Behavioral studies showed that observers imitated spontaneously facial expressions and gestures seen in others (Iacoboni, 2009; for review, see Wood et al., 2016), and felt the corresponding emotions (Bandura & Rosenthal, 1966; Berger, 1962). Interestingly, it has been found that, after one second of exposure to emotional faces, electromyography (EMG) recorded the activity of facial muscles congruent to those contracted in the observed faces (Dimberg et al., 2000). This tendency to mimic others’ facial expressions is termed facial mimicry and it is held to occur unintentionally and unconsciously (Dimberg et al., 2000).

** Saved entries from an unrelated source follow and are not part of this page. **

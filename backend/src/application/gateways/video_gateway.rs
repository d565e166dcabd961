use crate::domain::{DomainResult, Pagination, Video, VideoId, VideoSearchQuery};

/// Persistence port for Video aggregates, their associations and media descriptors.
pub trait VideoGateway {
    fn create(&mut self, video: Video) -> DomainResult<Video>;

    fn update(&mut self, video: Video) -> DomainResult<Video>;

    /// Deleting an absent id is not an error.
    fn delete_by_id(&mut self, id: &VideoId) -> DomainResult<()>;

    fn find_by_id(&self, id: &VideoId) -> DomainResult<Option<Video>>;

    fn find_all(&self, query: &VideoSearchQuery) -> DomainResult<Pagination<Video>>;
}
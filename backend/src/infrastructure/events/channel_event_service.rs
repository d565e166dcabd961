use crate::application::gateways::EventService;
use crate::domain::{DomainError, DomainEvent, DomainResult};
use serde::Serialize;
use tokio::sync::mpsc;

/// Publishes events as JSON onto a bounded channel consumed by the encoder
#[derive(Clone)]
pub struct ChannelEventService {
    sender: mpsc::Sender<String>,
}

impl ChannelEventService {
    pub fn new(sender: mpsc::Sender<String>) -> Self {
        ChannelEventService { sender }
    }

    /// Service plus the receiving end of a channel holding up to `buffer` events
    pub fn channel(buffer: usize) -> (Self, mpsc::Receiver<String>) {
        let (sender, receiver) = mpsc::channel(buffer.max(1));
        (ChannelEventService::new(sender), receiver)
    }
}

impl EventService for ChannelEventService {
    fn send<E>(&mut self, event: &E) -> DomainResult<()>
    where
        E: DomainEvent + Serialize,
    {
        let payload = serde_json::to_string(event)
            .map_err(|e| DomainError::Messaging(format!("cannot serialize event: {}", e)))?;

        self.sender.try_send(payload).map_err(|e| match e {
            mpsc::error::TrySendError::Full(_) => {
                DomainError::Messaging("event channel is full".to_string())
            }
            mpsc::error::TrySendError::Closed(_) => {
                DomainError::Messaging("event channel is closed".to_string())
            }
        })?;

        tracing::debug!(
            event_type = event.event_type(),
            aggregate_id = %event.aggregate_id(),
            "Published event"
        );
        Ok(())
    }
}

More interestingly, it has been suggested that mimicking faces plays a causal role in the processing of facial expressions. In particular, several studies showed that manipulating specific facial muscles on either the lower or the upper half of the face, through the biting-a- pen procedure, hindered the recognition of facial expressions that involve the same muscles (Oberman et al., 2007; Ponari et al., 2012). In addition, Borgomaneri et al. (2020) blocked facial mimicry and asked participants to perform emotion and gender recognition tasks. In line with previous studies, they observed that mimicry manipulation impaired the recognition of facial and, even, bodily expressions, but not that of the actor’s gender. Therefore, these authors argued that facial mimicry is not a mere reproduction of motor expressions, but an internal simulation of the emotions observed in others (Borgomaneri et al., 2020). Further studies reported the impact of facial mimicry interference also on brain responses to others’ emotions (Davis et al., 2017; Hennenlotter et al., 2009). For instance, Hennenlotter et al. (2009) recorded the functional brain responses to imitation of facial expressions after having induced in participants temporal denervation of frown muscles, through botulinum toxin (BTX)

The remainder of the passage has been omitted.